▶ [Description of the task] Scan the records for the word "creation". Return each line where it is found.

▶ [Given records]
BEGIN

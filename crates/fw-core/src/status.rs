//! Bus status and alert severity enums shared across the workspace.

use std::fmt;
use std::str::FromStr;

use crate::FleetError;

/// Operational status of one bus.
///
/// ```text
/// Normal ──raise_alert──▶ Alert ──reroute──▶ Alternate
///    ▲                      │                    │
///    └──────── resolve_alert (owning alert) ◀────┘
/// ```
#[derive(Copy, Clone, PartialEq, Eq, Hash, Debug, Default)]
#[cfg_attr(feature = "serde", derive(serde::Serialize, serde::Deserialize))]
#[cfg_attr(feature = "serde", serde(rename_all = "lowercase"))]
pub enum BusStatus {
    /// Running its scheduled route (initial state).
    #[default]
    Normal,
    /// Part of a detected cluster; held at zero speed until rerouted or resolved.
    Alert,
    /// Rerouted by an operator onto a suggested detour.
    Alternate,
}

impl BusStatus {
    /// Display priority: lower sorts first.  Buses needing attention come
    /// before rerouted ones, which come before normal ones.
    #[inline]
    pub fn priority(self) -> u8 {
        match self {
            BusStatus::Alert     => 0,
            BusStatus::Alternate => 1,
            BusStatus::Normal    => 2,
        }
    }

    /// `true` if the bus is held stationary by the simulator.
    #[inline]
    pub fn is_held(self) -> bool {
        matches!(self, BusStatus::Alert)
    }

    /// Lowercase label.
    pub fn as_str(self) -> &'static str {
        match self {
            BusStatus::Normal    => "normal",
            BusStatus::Alert     => "alert",
            BusStatus::Alternate => "alternate",
        }
    }
}

impl fmt::Display for BusStatus {
    fn fmt(&self, f: &mut fmt::Formatter<'_>) -> fmt::Result {
        f.write_str(self.as_str())
    }
}

impl FromStr for BusStatus {
    type Err = FleetError;

    fn from_str(s: &str) -> Result<Self, Self::Err> {
        match s {
            "normal"    => Ok(BusStatus::Normal),
            "alert"     => Ok(BusStatus::Alert),
            "alternate" => Ok(BusStatus::Alternate),
            other       => Err(FleetError::Parse(format!("unknown bus status {other:?}"))),
        }
    }
}

/// Impact of a cluster alert.  Ordered: `Low < Medium < High`.
#[derive(Copy, Clone, PartialEq, Eq, PartialOrd, Ord, Hash, Debug, Default)]
#[cfg_attr(feature = "serde", derive(serde::Serialize, serde::Deserialize))]
#[cfg_attr(feature = "serde", serde(rename_all = "lowercase"))]
pub enum Severity {
    #[default]
    Low,
    Medium,
    High,
}

impl Severity {
    /// One step up, saturating at `High`.
    #[inline]
    pub fn escalate(self) -> Severity {
        match self {
            Severity::Low                     => Severity::Medium,
            Severity::Medium | Severity::High => Severity::High,
        }
    }

    pub fn as_str(self) -> &'static str {
        match self {
            Severity::Low    => "low",
            Severity::Medium => "medium",
            Severity::High   => "high",
        }
    }
}

impl fmt::Display for Severity {
    fn fmt(&self, f: &mut fmt::Formatter<'_>) -> fmt::Result {
        f.write_str(self.as_str())
    }
}

impl FromStr for Severity {
    type Err = FleetError;

    fn from_str(s: &str) -> Result<Self, Self::Err> {
        match s {
            "low"    => Ok(Severity::Low),
            "medium" => Ok(Severity::Medium),
            "high"   => Ok(Severity::High),
            other    => Err(FleetError::Parse(format!("unknown severity {other:?}"))),
        }
    }
}
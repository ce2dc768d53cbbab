//! The demonstration fleet: five buses in lower Manhattan on three routes,
//! with one medium-severity cluster on Route 42 / Route 36 and a suggested
//! detour from Union Square to Washington Square.

use chrono::{DateTime, Utc};
use fw_core::{AlertId, BusId, BusStatus, FleetResult, GeoPoint, Severity};

use crate::{AlternateRoute, Bus, ClusterAlert, FleetStore, FleetStoreBuilder};

/// The five demo buses, all stamped `now`.
pub fn demo_buses(now: DateTime<Utc>) -> Vec<Bus> {
    let bus = |n, route, lat, lon| Bus::new(BusId(n), route, GeoPoint::new(lat, lon), 50, now);
    vec![
        bus(1001, "Route 42", 40.7128, -74.006).with_speed(25).with_heading(90.0).with_occupancy(28),
        bus(1002, "Route 42", 40.7138, -74.008).with_speed(18).with_heading(180.0).with_occupancy(35),
        bus(1003, "Route 36", 40.7148, -74.003)
            .with_status(BusStatus::Alert)
            .with_heading(270.0)
            .with_occupancy(42),
        bus(1004, "Route 36", 40.7118, -74.001)
            .with_status(BusStatus::Alternate)
            .with_speed(22)
            .with_heading(45.0)
            .with_occupancy(15),
        bus(1005, "Route 15", 40.7108, -74.009).with_speed(30).with_heading(135.0).with_occupancy(22),
    ]
}

/// `ALERT-001`, naming `BUS-1003` and `BUS-1002`.
pub fn demo_alerts(now: DateTime<Utc>) -> Vec<ClusterAlert> {
    vec![ClusterAlert {
        id:        AlertId(1),
        bus_ids:   vec![BusId(1003), BusId(1002)],
        location:  GeoPoint::new(40.7143, -74.005),
        severity:  Severity::Medium,
        timestamp: now,
        alternate_route: Some(AlternateRoute {
            from_stop: "Union Square".into(),
            to_stop:   "Washington Square".into(),
            points: vec![
                GeoPoint::new(40.7143, -74.005),
                GeoPoint::new(40.7150, -74.0),
                GeoPoint::new(40.7160, -73.995),
            ],
        }),
    }]
}

/// A store pre-loaded with [`demo_buses`] and [`demo_alerts`].
pub fn demo_fleet(now: DateTime<Utc>) -> FleetResult<FleetStore> {
    FleetStoreBuilder::new()
        .buses(demo_buses(now))
        .alerts(demo_alerts(now))
        .build()
}
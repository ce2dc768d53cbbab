//! `fw-sim`: drives the fleet store over time.
//!
//! # Tick loop
//!
//! ```text
//! every config.tick_interval_ms (FleetTicker):
//!   lock SharedFleet
//!   FleetSim::tick(now)
//!     ① on_tick_start
//!     ② FleetStore::tick  : sample every bus from the PositionSource;
//!                            Alert buses held at 0 km/h
//!     ③ detection         : only with config.cluster.enabled: DBSCAN,
//!                            raise an alert per unowned cluster
//!     ④ on_tick_end
//!   unlock
//! ```
//!
//! Operator commands (`reroute_bus`, `resolve_alert`, `raise_alert`) take the
//! same lock, so they never interleave with a tick.
//!
//! # Quick-start
//!
//! ```rust,ignore
//! use fw_core::FleetConfig;
//! use fw_fleet::{demo_fleet, JitterSource};
//! use fw_sim::{shared, FleetSim, FleetTicker, TracingObserver};
//!
//! let config = FleetConfig::default();
//! let source = JitterSource::from_config(&config);
//! let sim = FleetSim::new(config, demo_fleet(chrono::Utc::now())?, source)?;
//! let fleet = shared(sim);
//!
//! let mut ticker = FleetTicker::new();
//! ticker.start(fleet.clone(), TracingObserver)?;
//! ```

pub mod error;
pub mod observer;
pub mod sim;
pub mod ticker;


pub use error::{SimError, SimResult};
pub use observer::{FleetObserver, NoopObserver, TracingObserver};
pub use sim::FleetSim;
pub use ticker::{shared, FleetTicker, SharedFleet};
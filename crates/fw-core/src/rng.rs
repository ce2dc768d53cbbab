//! Deterministic simulation RNG.
//!
//! The simulated telemetry feed is the only consumer of randomness.  A single
//! seeded `SmallRng` drives it, so a given seed always replays the same
//! positions and speeds.

use rand::rngs::SmallRng;
use rand::{Rng, SeedableRng};

/// Simulation-level RNG.
///
/// Owned by exactly one telemetry source.
pub struct SimRng(SmallRng);

impl SimRng {
    pub fn new(seed: u64) -> Self {
        SimRng(SmallRng::seed_from_u64(seed))
    }

    #[inline]
    pub fn random<T>(&mut self) -> T
    where
        rand::distributions::Standard: rand::distributions::Distribution<T>,
    {
        self.0.r#gen()
    }

    /// Generate a value uniformly in `range`.
    #[inline]
    pub fn gen_range<T, R>(&mut self, range: R) -> T
    where
        T: rand::distributions::uniform::SampleUniform,
        R: rand::distributions::uniform::SampleRange<T>,
    {
        self.0.gen_range(range)
    }

    /// Symmetric jitter in `[-span / 2, span / 2)`.  Zero when `span <= 0`.
    #[inline]
    pub fn jitter(&mut self, span: f64) -> f64 {
        if span <= 0.0 {
            return 0.0;
        }
        (self.random::<f64>() - 0.5) * span
    }
}
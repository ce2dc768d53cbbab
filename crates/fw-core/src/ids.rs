//! Strongly typed, zero-cost identifier wrappers.
//!
//! Operators see ids as prefixed, zero-padded strings (`BUS-1001`,
//! `ALERT-001`).  Internally the prefix is implied by the type, so only the
//! number is stored and ids stay `Copy + Ord + Hash`.  `Display` and
//! `FromStr` convert between the two forms.

use std::fmt;
use std::str::FromStr;

use crate::FleetError;

/// Generate a typed ID wrapper around a primitive integer with a fixed
/// display prefix and minimum digit width.
macro_rules! typed_id {
    ($(#[$attr:meta])* $vis:vis struct $name:ident($inner:ty) = $prefix:literal, $width:literal;) => {
        $(#[$attr])*
        #[derive(Copy, Clone, PartialEq, Eq, Hash, PartialOrd, Ord, Debug)]
        #[cfg_attr(feature = "serde", derive(serde::Serialize, serde::Deserialize))]
        #[cfg_attr(feature = "serde", serde(try_from = "String", into = "String"))]
        $vis struct $name(pub $inner);

        impl $name {
            /// Display prefix, without the separating dash.
            pub const PREFIX: &'static str = $prefix;

            /// The numeric part of the id.
            #[inline(always)]
            pub fn number(self) -> $inner {
                self.0
            }
        }

        impl fmt::Display for $name {
            fn fmt(&self, f: &mut fmt::Formatter<'_>) -> fmt::Result {
                write!(f, "{}-{:0w$}", $prefix, self.0, w = $width)
            }
        }

        impl FromStr for $name {
            type Err = FleetError;

            fn from_str(s: &str) -> Result<Self, Self::Err> {
                s.strip_prefix($prefix)
                    .and_then(|rest| rest.strip_prefix('-'))
                    .filter(|digits| !digits.is_empty() && digits.bytes().all(|b| b.is_ascii_digit()))
                    .and_then(|digits| digits.parse::<$inner>().ok())
                    .map($name)
                    .ok_or_else(|| FleetError::ParseId(s.to_owned()))
            }
        }

        impl TryFrom<String> for $name {
            type Error = FleetError;
            fn try_from(s: String) -> Result<Self, Self::Error> {
                s.parse()
            }
        }

        impl From<$name> for String {
            fn from(id: $name) -> String {
                id.to_string()
            }
        }
    };
}

typed_id! {
    /// Identifier of a bus in the fleet, e.g. `BUS-1001`.
    pub struct BusId(u32) = "BUS", 4;
}

typed_id! {
    /// Identifier of a cluster alert, e.g. `ALERT-001`.
    pub struct AlertId(u32) = "ALERT", 3;
}

impl AlertId {
    /// The id allocated after this one, or `None` past `ALERT-4294967295`.
    #[inline]
    pub fn next(self) -> Option<AlertId> {
        self.0.checked_add(1).map(AlertId)
    }
}
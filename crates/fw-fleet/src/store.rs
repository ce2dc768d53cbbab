//! The `FleetStore`: buses, active alerts, and the bus→alert owner map.

use chrono::{DateTime, Utc};
use fw_core::{AlertId, BusId, BusStatus, FleetError, FleetResult, Tick};
use tracing::{debug, info, warn};

use crate::{Bus, ClusterAlert, FleetMap, NewAlert, PositionSource};

// ── Command results ───────────────────────────────────────────────────────────

/// One bus moving between statuses as a result of a command.
#[derive(Debug, Clone, Copy, PartialEq, Eq)]
pub struct StatusChange {
    pub bus:  BusId,
    pub from: BusStatus,
    pub to:   BusStatus,
}

/// Outcome of one [`FleetStore::tick`].
#[derive(Debug, Clone, Copy, PartialEq, Eq)]
pub struct TickReport {
    pub tick:    Tick,
    /// Buses whose telemetry was updated (the whole fleet).
    pub updated: usize,
    /// Buses pinned to zero speed because they are in `Alert`.
    pub held:    usize,
}

/// Outcome of [`FleetStore::raise_alert`].
#[derive(Debug, Clone, PartialEq)]
pub struct Raised {
    pub alert:   AlertId,
    pub changes: Vec<StatusChange>,
}

/// Outcome of [`FleetStore::resolve_alert`]: the removed alert and the buses
/// it released.
#[derive(Debug, Clone, PartialEq)]
pub struct Resolution {
    pub alert:   ClusterAlert,
    pub changes: Vec<StatusChange>,
}

/// Owned, point-in-time copy of the store for readers on other threads.
#[derive(Debug, Clone, PartialEq)]
#[cfg_attr(feature = "serde", derive(serde::Serialize, serde::Deserialize))]
pub struct FleetSnapshot {
    pub tick:   Tick,
    pub buses:  Vec<Bus>,
    pub alerts: Vec<ClusterAlert>,
}

impl FleetSnapshot {
    pub fn bus(&self, id: BusId) -> Option<&Bus> {
        self.buses.iter().find(|b| b.id == id)
    }
}

// ── FleetStore ────────────────────────────────────────────────────────────────

/// Single source of truth for bus and alert state.
///
/// Every mutation takes `&mut self` and runs to completion, so a tick can
/// never interleave with a reroute or resolve, and readers holding `&self`
/// always see a consistent fleet.  Commands validate before they mutate: a
/// command that returns `Err` has changed nothing.
///
/// Buses keep their insertion order for the lifetime of the store.  Alerts
/// are kept in creation order.
///
/// Build with [`FleetStoreBuilder`][crate::FleetStoreBuilder].
#[derive(Debug)]
pub struct FleetStore {
    buses:      Vec<Bus>,
    index:      FleetMap<BusId, usize>,
    alerts:     Vec<ClusterAlert>,
    /// Which active alert each clustered bus belongs to.  A bus appears at
    /// most once; entries are added by `raise_alert`/seeding and removed by
    /// `resolve_alert`.
    owners:     FleetMap<BusId, AlertId>,
    /// `None` once `ALERT-4294967295` has been handed out.
    next_alert: Option<AlertId>,
    tick:       Tick,
}

impl FleetStore {
    /// Package-private constructor used by `FleetStoreBuilder` once bus ids
    /// are known to be unique.  Seeded alerts are added afterwards through
    /// `insert_seeded`.
    pub(crate) fn with_buses(buses: Vec<Bus>, index: FleetMap<BusId, usize>) -> Self {
        Self {
            buses,
            index,
            alerts:     Vec::new(),
            owners:     FleetMap::default(),
            next_alert: Some(AlertId(1)),
            tick:       Tick::ZERO,
        }
    }

    // ── Reads ─────────────────────────────────────────────────────────────

    /// All buses in fleet order.
    #[inline]
    pub fn buses(&self) -> &[Bus] {
        &self.buses
    }

    /// Active alerts in creation order.
    #[inline]
    pub fn alerts(&self) -> &[ClusterAlert] {
        &self.alerts
    }

    pub fn bus(&self, id: BusId) -> Option<&Bus> {
        self.index.get(&id).map(|&i| &self.buses[i])
    }

    pub fn alert(&self, id: AlertId) -> Option<&ClusterAlert> {
        self.alerts.iter().find(|a| a.id == id)
    }

    /// The active alert `bus` belongs to, if any.
    pub fn owning_alert(&self, bus: BusId) -> Option<AlertId> {
        self.owners.get(&bus).copied()
    }

    /// Ticks applied since the store was built.
    #[inline]
    pub fn current_tick(&self) -> Tick {
        self.tick
    }

    pub fn len(&self) -> usize {
        self.buses.len()
    }

    pub fn is_empty(&self) -> bool {
        self.buses.is_empty()
    }

    /// Owned copy of buses and alerts at the current tick.
    pub fn snapshot(&self) -> FleetSnapshot {
        FleetSnapshot {
            tick:   self.tick,
            buses:  self.buses.clone(),
            alerts: self.alerts.clone(),
        }
    }

    // ── Telemetry ─────────────────────────────────────────────────────────

    /// Advance simulated time by one interval.
    ///
    /// Every bus gets a fresh sample from `source`: position and
    /// `last_updated` are always applied; speed is applied unless the bus is
    /// in `Alert`, in which case it is pinned to 0.  Status never changes
    /// here.
    pub fn tick<S>(&mut self, source: &mut S, now: DateTime<Utc>) -> TickReport
    where
        S: PositionSource + ?Sized,
    {
        let tick = self.tick.next();
        let mut held = 0;

        for bus in &mut self.buses {
            let sample = source.sample(bus, tick);
            bus.position = sample.position;
            bus.speed_kmh = if bus.status.is_held() {
                held += 1;
                0
            } else {
                sample.speed_kmh
            };
            bus.last_updated = now;
        }

        self.tick = tick;
        debug!(%tick, buses = self.buses.len(), held, "fleet telemetry applied");
        TickReport { tick, updated: self.buses.len(), held }
    }

    // ── Operator commands ─────────────────────────────────────────────────

    /// Put `id` on its alternate route.
    ///
    /// Idempotent: rerouting an `Alternate` bus succeeds and returns `None`.
    /// Alerts and ownership are untouched; the bus returns to `Normal` only
    /// when its alert is resolved.
    ///
    /// # Errors
    ///
    /// [`FleetError::BusNotFound`] if `id` is not in the fleet.
    pub fn reroute_bus(&mut self, id: BusId) -> FleetResult<Option<StatusChange>> {
        let Some(&i) = self.index.get(&id) else {
            warn!(bus = %id, "reroute rejected: unknown bus");
            return Err(FleetError::BusNotFound(id));
        };
        let bus = &mut self.buses[i];
        let from = bus.status;
        if from == BusStatus::Alternate {
            return Ok(None);
        }
        bus.status = BusStatus::Alternate;
        info!(bus = %id, %from, "bus rerouted");
        Ok(Some(StatusChange { bus: id, from, to: BusStatus::Alternate }))
    }

    /// Dismiss alert `id` and return its buses to `Normal`.
    ///
    /// The alert leaves the active set and every bus it names is reset in
    /// the same call, so no reader can observe one without the other.
    ///
    /// # Errors
    ///
    /// [`FleetError::AlertNotFound`] if no active alert has this id.
    pub fn resolve_alert(&mut self, id: AlertId) -> FleetResult<Resolution> {
        let Some(pos) = self.alerts.iter().position(|a| a.id == id) else {
            warn!(alert = %id, "resolve rejected: unknown alert");
            return Err(FleetError::AlertNotFound(id));
        };
        let alert = self.alerts.remove(pos);

        let mut changes = Vec::with_capacity(alert.bus_ids.len());
        for &bus_id in &alert.bus_ids {
            if self.owners.get(&bus_id) == Some(&id) {
                self.owners.remove(&bus_id);
            }
            // Alert members are validated on insert, so the lookup holds.
            if let Some(&i) = self.index.get(&bus_id) {
                let bus = &mut self.buses[i];
                if bus.status != BusStatus::Normal {
                    changes.push(StatusChange { bus: bus_id, from: bus.status, to: BusStatus::Normal });
                    bus.status = BusStatus::Normal;
                }
            }
        }

        info!(alert = %id, released = alert.bus_ids.len(), "alert resolved");
        Ok(Resolution { alert, changes })
    }

    /// Register a newly detected cluster and move its buses to `Alert`.
    ///
    /// # Errors
    ///
    /// - [`FleetError::EmptyAlert`] if `draft.bus_ids` is empty.
    /// - [`FleetError::DuplicateBus`] if a bus is named twice.
    /// - [`FleetError::BusNotFound`] if a bus is not in the fleet.
    /// - [`FleetError::BusAlreadyInAlert`] if a bus already belongs to an
    ///   active alert.
    /// - [`FleetError::AlertIdsExhausted`] if every alert id is taken.
    pub fn raise_alert(&mut self, draft: NewAlert, now: DateTime<Utc>) -> FleetResult<Raised> {
        self.check_members(&draft.bus_ids, FleetError::BusNotFound)?;

        let Some(id) = self.next_alert else {
            warn!("raise rejected: alert ids exhausted");
            return Err(FleetError::AlertIdsExhausted);
        };
        self.next_alert = id.next();

        let mut changes = Vec::with_capacity(draft.bus_ids.len());
        for &bus_id in &draft.bus_ids {
            self.owners.insert(bus_id, id);
            let bus = &mut self.buses[self.index[&bus_id]];
            if bus.status != BusStatus::Alert {
                changes.push(StatusChange { bus: bus_id, from: bus.status, to: BusStatus::Alert });
                bus.status = BusStatus::Alert;
            }
        }

        info!(alert = %id, severity = %draft.severity, buses = draft.bus_ids.len(), "alert raised");
        self.alerts.push(ClusterAlert {
            id,
            bus_ids:         draft.bus_ids,
            location:        draft.location,
            severity:        draft.severity,
            timestamp:       now,
            alternate_route: draft.alternate_route,
        });
        Ok(Raised { alert: id, changes })
    }

    /// Validate the member list of a prospective alert against the fleet and
    /// the owner map.  `unknown` builds the error for a bus not in the fleet.
    pub(crate) fn check_members(
        &self,
        bus_ids: &[BusId],
        unknown: impl Fn(BusId) -> FleetError,
    ) -> FleetResult<()> {
        if bus_ids.is_empty() {
            return Err(FleetError::EmptyAlert);
        }
        for (n, &bus) in bus_ids.iter().enumerate() {
            if bus_ids[..n].contains(&bus) {
                return Err(FleetError::DuplicateBus(bus));
            }
            if !self.index.contains_key(&bus) {
                return Err(unknown(bus));
            }
            if let Some(&alert) = self.owners.get(&bus) {
                return Err(FleetError::BusAlreadyInAlert { bus, alert });
            }
        }
        Ok(())
    }

    /// Insert a seeded alert as-is (statuses untouched), after validation.
    pub(crate) fn insert_seeded(&mut self, alert: ClusterAlert) -> FleetResult<()> {
        if self.alerts.iter().any(|a| a.id == alert.id) {
            return Err(FleetError::DuplicateAlert(alert.id));
        }
        self.check_members(&alert.bus_ids, |bus| FleetError::UnknownBusInAlert { bus })?;
        for &bus in &alert.bus_ids {
            self.owners.insert(bus, alert.id);
        }
        if self.next_alert.is_some_and(|next| alert.id >= next) {
            self.next_alert = alert.id.next();
        }
        self.alerts.push(alert);
        Ok(())
    }
}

END

▶ [Output]
/// are kept in creation order.
    /// Active alerts in creation order.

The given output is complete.